3  Access MOSAIKS

This chapter is under review and may need revisions.

3.1 Introduction

At its core, MOSAIKS requires two main inputs: satellite features and ground truth data. Our aim is to make these features as accessible as possible so that the majority of users do not have to worry about the technical details of satellite imagery processing.

To this end, we have worked to develop multiple ways to access MOSAIKS features:

Option Imagery Source Spatial Coverage Spatial Resolution Temporal Resolution Weighting
MOSAIKS API Planet Labs Visual Basemap Global land areas 0.01° 2019 Q3 Unweighted
MOSAIKS API Planet Labs Visual Basemap Global land areas 0.1°, 1° 2019 Q3 Area & population
MOSAIKS API Planet Labs Visual Basemap Global land areas ADM0, ADM1, ADM2 2019 Q3 Area & population
Rolf et al 2021 Google Static Maps Continental United States (~100k locations) 0.01° 2019 unweighted
Chapter 14 Any - see Chapter 9 User-defined User-defined User-defined User-defined
Table 3.1: Summary of MOSAIKS feature sources. The weighting column indicates that the features were generated at 0.01 degree resolution and are weighted when they are aggregated up to lower resolutions. The available weighting schemes are based on area of the aggregation polygon, or by the population of the the aggregation polygon.
  • Chapters 1 through 8 focus on publicly available features
  • Chapters 9 through 15 cover computing custom features from imagery

The MOSAIKS API should be considered the primary way to access features. It is a user-friendly interface that allows you to download features for any location on Earth. The API is designed to be accessible to users with a range of technical backgrounds, from beginners to experts. For more details on what features are available on the API, see Chapter 13.

However, there are many settings where users will want or need to compute their own customized features. Chapter 14 guides readers through this process.

3.2 MOSAIKS API

MOSAIKS API Link

api.mosaiks.org

The MOSAIKS API is a user-friendly interface that allows you to download features for any land location on Earth. The API is designed to be accessible to users with a range of technical backgrounds, from beginners to experts. To take advantage of the API, you will need to register for an account.

3.2.1 Register for an account

Visit api.mosaiks.org.

Figure 3.1: Login page for the MOSAIKS API.

Select Register to create an account.

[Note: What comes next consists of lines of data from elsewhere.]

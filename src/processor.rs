// ==============================================================================
// processor.rs - Discovery Run Driver
// ==============================================================================
// Description: Loads configuration, validates and ingests every sample, runs
//              two-tier discovery and writes results plus the run manifest
// Author: Matt Barham
// Created: 2025-10-31
// Modified: 2026-10-18
// Version: 2.1.0
// ==============================================================================

use anyhow::{Context, Result};
use rayon::prelude::*;
use std::path::{Path, PathBuf};
use tracing::{error, info, warn};

use crate::config::{DiscoveryConfig, SampleInputs};
use crate::discovery::{discover, DiscoveryOutcome};
use crate::ingest::load_sample;
use crate::manifest::{LogSeverity, RunEvent, RunEventType, RunManifest};
use crate::models::{SampleVariantSet, Tier};
use crate::output::{DiscoverySummary, OutputGenerator};
use crate::validator::InputValidator;

pub const MANIFEST_FILE: &str = "run_manifest.json";

/// Result of a completed discovery run
#[derive(Debug)]
pub struct DiscoveryReport {
    pub outcome: DiscoveryOutcome,
    pub results_dir: PathBuf,
    pub written: Vec<PathBuf>,
    pub manifest_path: PathBuf,
}

pub struct DiscoveryProcessor {
    config: DiscoveryConfig,
    validator: InputValidator,
}

impl DiscoveryProcessor {
    pub fn new(config: DiscoveryConfig) -> Self {
        Self {
            config,
            validator: InputValidator::new(),
        }
    }

    pub fn from_config_file(path: &Path) -> Result<Self> {
        let config = DiscoveryConfig::from_file(path)
            .with_context(|| format!("Failed to load configuration {}", path.display()))?;
        Ok(Self::new(config))
    }

    /// Main processing pipeline
    pub fn process(&self) -> Result<DiscoveryReport> {
        let results_dir = self.config.results_path();
        std::fs::create_dir_all(&results_dir)
            .with_context(|| format!("Failed to create results directory {}", results_dir.display()))?;

        let manifest_path = results_dir.join(MANIFEST_FILE);
        let mut manifest = RunManifest::new();

        info!(
            "Starting discovery run {} over {} samples",
            manifest.run_id,
            self.config.samples.len()
        );

        let result = self.run(&results_dir, &mut manifest);

        match &result {
            Ok(_) => manifest.finish(Ok(())),
            Err(e) => {
                error!("Discovery run failed: {:#}", e);
                manifest.finish(Err(format!("{:#}", e)));
            }
        }
        manifest
            .write(&manifest_path)
            .with_context(|| format!("Failed to write {}", manifest_path.display()))?;

        let (outcome, written) = result?;
        info!("Discovery run {} complete", manifest.run_id);

        Ok(DiscoveryReport {
            outcome,
            results_dir,
            written,
            manifest_path,
        })
    }

    fn run(&self, results_dir: &Path, manifest: &mut RunManifest) -> Result<(DiscoveryOutcome, Vec<PathBuf>)> {
        let inputs = self.config.sample_inputs();
        if inputs.is_empty() {
            warn!("No samples configured; writing empty results");
        }

        // 1. Validate inputs
        for input in &inputs {
            for path in [&input.vcf_file, &input.maf_file] {
                let validated = self
                    .validator
                    .validate(path)
                    .with_context(|| format!("Sample '{}': invalid input {}", input.name, path.display()))?;
                manifest.record_input(&input.name, &validated);
            }
        }

        // 2. Ingest samples
        let samples = self.ingest(&inputs)?;
        for (input, sample) in inputs.iter().zip(samples.iter()) {
            manifest.record(RunEvent::new(
                RunEventType::SampleIngested,
                Some(sample.name().to_string()),
                Some(input.vcf_file.display().to_string()),
                serde_json::json!({
                    "variants": sample.len(),
                    "type": input.sample_type,
                }),
            ));
        }

        // 3. Discovery
        let strict = self.config.thresholds(Tier::Strict);
        let loose = self.config.thresholds(Tier::Loose);
        let outcome = discover(&samples, strict, loose).context("Discovery failed")?;
        self.record_outcome(manifest, &outcome);

        // 4. Outputs
        let summary = DiscoverySummary::new(&outcome, strict, loose);
        let written = OutputGenerator::new(results_dir).write_all(&outcome, &summary)?;
        for path in &written {
            manifest.record(RunEvent::new(
                RunEventType::OutputWritten,
                None,
                Some(path.display().to_string()),
                serde_json::json!({}),
            ));
        }

        Ok((outcome, written))
    }

    fn ingest(&self, inputs: &[SampleInputs]) -> Result<Vec<SampleVariantSet>> {
        info!("Ingesting {} samples", inputs.len());

        let samples = inputs
            .par_iter()
            .map(|input| load_sample(&input.name, &input.vcf_file, &input.maf_file))
            .collect::<Result<Vec<_>, _>>()?;

        Ok(samples)
    }

    fn record_outcome(&self, manifest: &mut RunManifest, outcome: &DiscoveryOutcome) {
        for sample in &outcome.samples {
            let event = RunEvent::new(
                RunEventType::SampleFiltered,
                Some(sample.name.clone()),
                None,
                serde_json::json!({
                    "strict": sample.strict.len(),
                    "loose": sample.loose.len(),
                }),
            );

            if sample.strict.is_empty() && sample.loose.is_empty() {
                warn!("Sample '{}' has no calls left after filtering", sample.name);
                manifest.record(event.with_severity(LogSeverity::Warning));
            } else {
                manifest.record(event);
            }
        }

        for (tier, union) in [(Tier::Strict, &outcome.union_strict), (Tier::Loose, &outcome.union_loose)] {
            manifest.record(RunEvent::new(
                RunEventType::UnionBuilt,
                None,
                None,
                serde_json::json!({ "tier": tier, "variants": union.len() }),
            ));
        }

        for (tier, fps) in [
            (Tier::Strict, &outcome.false_positives_strict),
            (Tier::Loose, &outcome.false_positives_loose),
        ] {
            let variants: Vec<&str> = fps.variant_ids().collect();
            manifest.record(RunEvent::new(
                RunEventType::FalsePositivesFound,
                None,
                None,
                serde_json::json!({ "tier": tier, "count": variants.len(), "variants": variants }),
            ));
        }
    }
}

#[cfg(test)]
mod tests {
    use super::*;
    use tempfile::tempdir;

    const VCF_HEADER: &str = "##fileformat=VCFv4.2\n#CHROM\tPOS\tID\tREF\tALT\tQUAL\tFILTER\tINFO\tFORMAT\tNORMAL\tTUMOR\n";
    const MAF_HEADER: &str = "#version 2.4\nHugo_Symbol\tChromosome\tVariant_Classification\tt_depth\tt_alt_count\tSYMBOL\n";

    fn write_sample(dir: &Path, name: &str, vcf_rows: &str, maf_rows: &str) {
        std::fs::write(dir.join(format!("{}.vcf", name)), format!("{}{}", VCF_HEADER, vcf_rows)).unwrap();
        std::fs::write(dir.join(format!("{}.maf", name)), format!("{}{}", MAF_HEADER, maf_rows)).unwrap();
    }

    const TWO_SAMPLES: &str = "
  sample1: {vcf_file: sample1.vcf, maf_file: sample1.maf, type: tumor}
  sample2: {vcf_file: sample2.vcf, maf_file: sample2.maf, type: tumor}
";

    fn config(working_dir: &Path) -> DiscoveryConfig {
        config_with_samples(working_dir, TWO_SAMPLES)
    }

    fn config_with_samples(working_dir: &Path, samples: &str) -> DiscoveryConfig {
        let yaml = format!(
            r#"
working_dir: {}
results_dir: results
strict_filter:
  minimum_tumor_coverage: 15
  minimum_alt_read_tumor: 5
  minimum_vaf_tumor: 5
  minimum_normal_coverage: 10
  maximum_alt_read_normal: 1
loose_filter:
  minimum_tumor_coverage: 8
  minimum_alt_read_tumor: 3
  minimum_vaf_tumor: 3
  minimum_normal_coverage: 6
  maximum_alt_read_normal: 2
samples: {}
"#,
            working_dir.display(),
            samples
        );
        DiscoveryConfig::from_yaml(&yaml).unwrap()
    }

    #[test]
    fn test_process_end_to_end() {
        let dir = tempdir().unwrap();

        // sample1 passes X and Y; sample2 passes Y and Z but rejects X at 30% VAF
        write_sample(
            dir.path(),
            "sample1",
            "1\t100\t.\tA\tG\t.\tPASS\t.\tGT:AD:DP\t0/0:40,0:40\t0/1:60,20:80\n\
             2\t200\t.\tC\tT\t.\tPASS\t.\tGT:AD:DP\t0/0:40,0:40\t0/1:60,20:80\n",
            "GX\t1\tMissense_Mutation\t80\t20\tGX\n\
             GY\t2\tNonsense_Mutation\t80\t20\tGY\n",
        );
        write_sample(
            dir.path(),
            "sample2",
            "2\t200\t.\tC\tT\t.\tPASS\t.\tGT:AD:DP\t0/0:40,0:40\t0/1:60,20:80\n\
             3\t300\t.\tG\tA\t.\tPASS\t.\tGT:AD:DP\t0/0:40,0:40\t0/1:60,20:80\n\
             1\t100\t.\tA\tG\t.\tREJECT\t.\tGT:AD:DP\t0/0:40,0:40\t0/1:70,30:100\n",
            "GY\t2\tNonsense_Mutation\t80\t20\tGY\n\
             GZ\t3\tMissense_Mutation\t80\t20\tGZ\n\
             GX\t1\tMissense_Mutation\t100\t30\tGX\n",
        );

        let report = DiscoveryProcessor::new(config(dir.path())).process().unwrap();

        assert!(report.outcome.false_positives_strict.contains("1:100:A:G"));
        assert_eq!(report.results_dir, dir.path().join("results"));

        let union = std::fs::read_to_string(report.results_dir.join("union_strict.tsv")).unwrap();
        assert_eq!(union, "2:200:C:T\n3:300:G:A\n");

        let fps = std::fs::read_to_string(report.results_dir.join("false_positives_strict.tsv")).unwrap();
        assert_eq!(fps, "1:100:A:G\tGX\n");

        let sample1 = std::fs::read_to_string(report.results_dir.join("sample1_strict.tsv")).unwrap();
        assert_eq!(sample1, "SNV\tt_depth\tt_alt_count\tVAF\tSYMBOL\n2:200:C:T\t80\t20\t25.0\tGY\n");

        let manifest: serde_json::Value =
            serde_json::from_str(&std::fs::read_to_string(&report.manifest_path).unwrap()).unwrap();
        assert_eq!(manifest["inputs"].as_array().unwrap().len(), 4);
        let events = manifest["events"].as_array().unwrap();
        assert_eq!(events.last().unwrap()["event_type"], "run_completed");
    }

    #[test]
    fn test_empty_samples_writes_empty_results() {
        let dir = tempdir().unwrap();

        let report = DiscoveryProcessor::new(config_with_samples(dir.path(), "{}"))
            .process()
            .unwrap();

        assert!(report.outcome.samples.is_empty());
        assert!(report.outcome.union_combined.is_empty());
        let union = std::fs::read_to_string(report.results_dir.join("union_strict.tsv")).unwrap();
        assert_eq!(union, "");

        let manifest: serde_json::Value =
            serde_json::from_str(&std::fs::read_to_string(&report.manifest_path).unwrap()).unwrap();
        let events = manifest["events"].as_array().unwrap();
        assert_eq!(events.last().unwrap()["event_type"], "run_completed");
    }

    #[test]
    fn test_sample_without_calls_is_flagged_in_manifest() {
        let dir = tempdir().unwrap();
        write_sample(
            dir.path(),
            "sample1",
            "1\t100\t.\tA\tG\t.\tPASS\t.\tGT:AD:DP\t0/0:40,0:40\t0/1:60,20:80\n",
            "GX\t1\tMissense_Mutation\t80\t20\tGX\n",
        );
        write_sample(
            dir.path(),
            "sample2",
            "2\t200\t.\tC\tT\t.\tPASS\t.\tGT:AD:DP\t0/0:40,0:40\t0/1:60,20:80\n",
            "GY\t2\tIntron\t80\t20\tGY\n",
        );

        let report = DiscoveryProcessor::new(config(dir.path())).process().unwrap();

        let manifest: serde_json::Value =
            serde_json::from_str(&std::fs::read_to_string(&report.manifest_path).unwrap()).unwrap();
        let filtered: Vec<&serde_json::Value> = manifest["events"]
            .as_array()
            .unwrap()
            .iter()
            .filter(|e| e["event_type"] == "sample_filtered")
            .collect();

        assert_eq!(filtered.len(), 2);
        assert_eq!(filtered[0]["sample"], "sample1");
        assert_eq!(filtered[0]["severity"], "info");
        assert_eq!(filtered[1]["sample"], "sample2");
        assert_eq!(filtered[1]["severity"], "warning");
    }

    #[test]
    fn test_failed_run_still_writes_manifest() {
        let dir = tempdir().unwrap();
        write_sample(
            dir.path(),
            "sample1",
            "1\t100\t.\tA\tG\t.\tPASS\t.\tGT:AD:DP\t0/0:40,0:40\t0/1:60,20:80\n",
            "",
        );
        write_sample(dir.path(), "sample2", "", "");

        let result = DiscoveryProcessor::new(config(dir.path())).process();
        assert!(result.is_err());

        let manifest_path = dir.path().join("results").join(MANIFEST_FILE);
        let manifest: serde_json::Value =
            serde_json::from_str(&std::fs::read_to_string(manifest_path).unwrap()).unwrap();
        let events = manifest["events"].as_array().unwrap();
        assert_eq!(events.last().unwrap()["event_type"], "run_failed");
        assert_eq!(events.last().unwrap()["severity"], "error");
    }
}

You will need to provide a username, an email, and a password.

Figure 3.2: Registration page for the MOSAIKS API.

Once registered, you can log in to begin downloading MOSAIKS features.

Figure 3.3: MOSAIKS API landing page.

3.2.2 API resources

From the landing page, you can read additional information about MOSAIKS and access resources to help you get started.

This book is developed to provide you with all the information you need to use MOSAIKS.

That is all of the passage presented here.